16 de mayo de 2014

Un capuchino y una novela: el diagnóstico

Hoy me senté a tomar un café con mi novela autobiográfica. Bueno, en realidad yo me tomé un capuchino y ella se dejó auscultar sin demasiados problemas por mi estetoscopio literario. Diagnóstico: padece de irrecuperable autorreferencialidad, de excesivo énfasis (según la opinión de otro acreditado profesional) y del maligno síndrome del sobreentendido. También adolece de demasiadas iniciales y de un inexcusable anacronismo en su personaje principal. ¿Qué terapéutica habremos de aplicar, suponiendo que tenga salvación? Tiene salvación, creo, pero habrá que hacer una reconstrucción radical, diría total, lo que traducido en términos literarios quiere que decir que no bastará con seguir depurando o corrigiendo sino que habrá que volver a escribir, lisa y llanamente. 
Y está bien.
Ésta es la segunda encarnación de mi novelín novelón, a cuyo protagonista masculino uds. conocen muy bien. En la primera, los problemas eran más graves, pero con sucesivas terapias de shock y numerosas cirugías reconstructivas pareció que había quedado relativamente bien (todo es relativo en la escritura, ya se sabe). Sin embargo, después de que la viera otro especialista y tras haber transcurrido ya por lo menos dos años desde la última vez que metí las pinzas en ella, es evidente que no ha sido suficiente. Podría ser no sólo mucho mejor sino más interesante. Podría ser otra cosa, podría abarcar otros temas conexos que en estas primeras versiones se soslayaron porque eran excesivamente espinosos o dolorosos para quien la escribe. Podría ser diferente, sin perder cierta esencia que me empeño en que mantenga (la autorreferencialidad, el anacronismo del personaje principal, una dosis bastante elevada de énfasis que hace buen juego con ese anacronismo más otra dosis también elevada de ironía que idem). Podría ser realmente una novela, más allá del rasgo autorreferencial tan mentado, si le hiciera caso a los especialistas que la trataron en primera y segunda instancia. 

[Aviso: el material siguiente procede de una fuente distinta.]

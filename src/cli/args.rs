//! CLI argument definitions using clap.

use std::path::PathBuf;

use clap::{Parser, Subcommand};

/// Terminal-resident monitor for Claude rate-limit windows.
#[derive(Parser, Debug)]
#[command(name = "quotapane")]
#[command(author, version, about, long_about = None)]
#[command(propagate_version = true)]
pub struct Cli {
    #[command(subcommand)]
    pub command: Option<Commands>,

    // === Global flags ===
    /// Credential file to use instead of the normal resolution chain
    #[arg(long, value_name = "PATH", global = true)]
    pub credentials_file: Option<PathBuf>,

    /// Log level (trace, debug, info, warn, error)
    #[arg(long, value_name = "LEVEL", global = true)]
    pub log_level: Option<String>,

    /// Emit JSON logs
    #[arg(long, global = true)]
    pub json_logs: bool,

    /// Verbose output (sets log level to debug)
    #[arg(short, long, global = true)]
    pub verbose: bool,
}

/// Available commands.
#[derive(Subcommand, Debug)]
pub enum Commands {
    /// Run the monitor loop in the current pane (default)
    Run(RunArgs),

    /// Fetch and print a single usage summary
    Status(StatusArgs),

    /// Create the monitor pane and start the monitor inside it
    Open(OpenArgs),

    /// Move the monitor pane to another position
    Move(MoveArgs),
}

/// Arguments for the `run` command.
#[derive(Parser, Debug)]
pub struct RunArgs {
    /// Poll interval in seconds
    #[arg(long, value_name = "SECONDS", default_value_t = 60)]
    pub interval: u64,
}

/// Arguments for the `status` command.
#[derive(Parser, Debug)]
pub struct StatusArgs {
    /// Print the summary as JSON
    #[arg(long)]
    pub json: bool,
}

/// Arguments for the `open` command.
#[derive(Parser, Debug)]
pub struct OpenArgs {
    /// Pane position (top, bottom, left, right)
    #[arg(long, value_name = "POSITION", default_value = "bottom")]
    pub position: String,

    /// Poll interval in seconds for the monitor started in the pane
    #[arg(long, value_name = "SECONDS", default_value_t = 60)]
    pub interval: u64,
}

/// Arguments for the `move` command.
#[derive(Parser, Debug)]
pub struct MoveArgs {
    /// Destination position (top, bottom, left, right)
    #[arg(long, value_name = "POSITION")]
    pub to: String,

    /// Monitor pane id (%N); discovered by title when omitted
    #[arg(long, value_name = "PANE_ID")]
    pub pane: Option<String>,
}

Los especialistas tenían y tienen razón en muchas cosas: el tono de "informador social" en que caí reiteradas veces es, en efecto, execrable; el tono excesivamente explicativo, en consonancia con lo anterior, es igualmente horrendo (y yo soy la primera en decirles a mis alumnos que una cosa es el lenguaje informativo y otra el expresivo y que debemos focalizarnos siempre en éste último, ay...); la arrogancia que mostraba la narradora respecto a sí misma en muchos pasajes era del todo deplorable, así como las reflexiones "perogrullescas" que salpicaban todo el texto; es lamentable el abuso de adverbios terminados en "-mente" (¡y juro que le pasé el tetra, como nos enseña el maestro di Marco!); está bien que trata de una obsesión/adicción pero no se debe, bajo ninguna circunstancia, aburrir, aturdir o agotar al lector; es muy cierto, por otra parte, que le faltan diálogos, descripciones, ambientación, en suma, todo lo que hace a la representación del mundo a través de la palabra; también le falta sexo (no pornografía sino erotismo; no aburridas y mecánicas descripciones de coyundas sino deliciosos preliminares, encuentros fallidos por diversos motivos, enredos, todo lo que hace al sexo verdaderamente picante); también es necesario fantasear/ficcionalizar un poco más (bastante más, incluso).
Ahora, en lo que no pienso transigir en modo alguno (¡guarda que salió la taurina acá!) es en las constantes referencias literarias (creo que hasta pondré más), lo mismo que las mitológicas (prometo dar un poco más de contexto, eso sí), y en el énfasis desmedido, hiperbólico y asfixiante con que la protagonista se expresa cuando habla de su amadodiado (acabo de decidir que este término será incorporado a la novela). Eso es parte constitutiva de su ser (de mi ser... auch) y no lo negociaré jamás. Sí estoy de acuerdo en administrar esa hiperbolia de modo que se logre el efecto deseado (dar cuenta de la obsesión/adicción) sin enloquecer ni saturar al lector (puede que algunos lectores se saturen, lo sé). 
Debo decir que fue muy lindo alejarme de mi hogar con la novela en el bolso, sentarme en un hermoso café (Big Sur) y ponerme a mirar atentamente este manojo de hojas/sentimientos/palabras/deseos/pasiones/encuentros y desencuentros, y decidir ponerme a trabajar en él otra vez. En serio. Hasta que quede sublime... o lo más sublime que pueda.
Última cuestión: no pienso, tampoco, cambiar el título. Que se joda Saer (quien, de todos modos, le robó su Nadie nada nunca a Antonio Machado).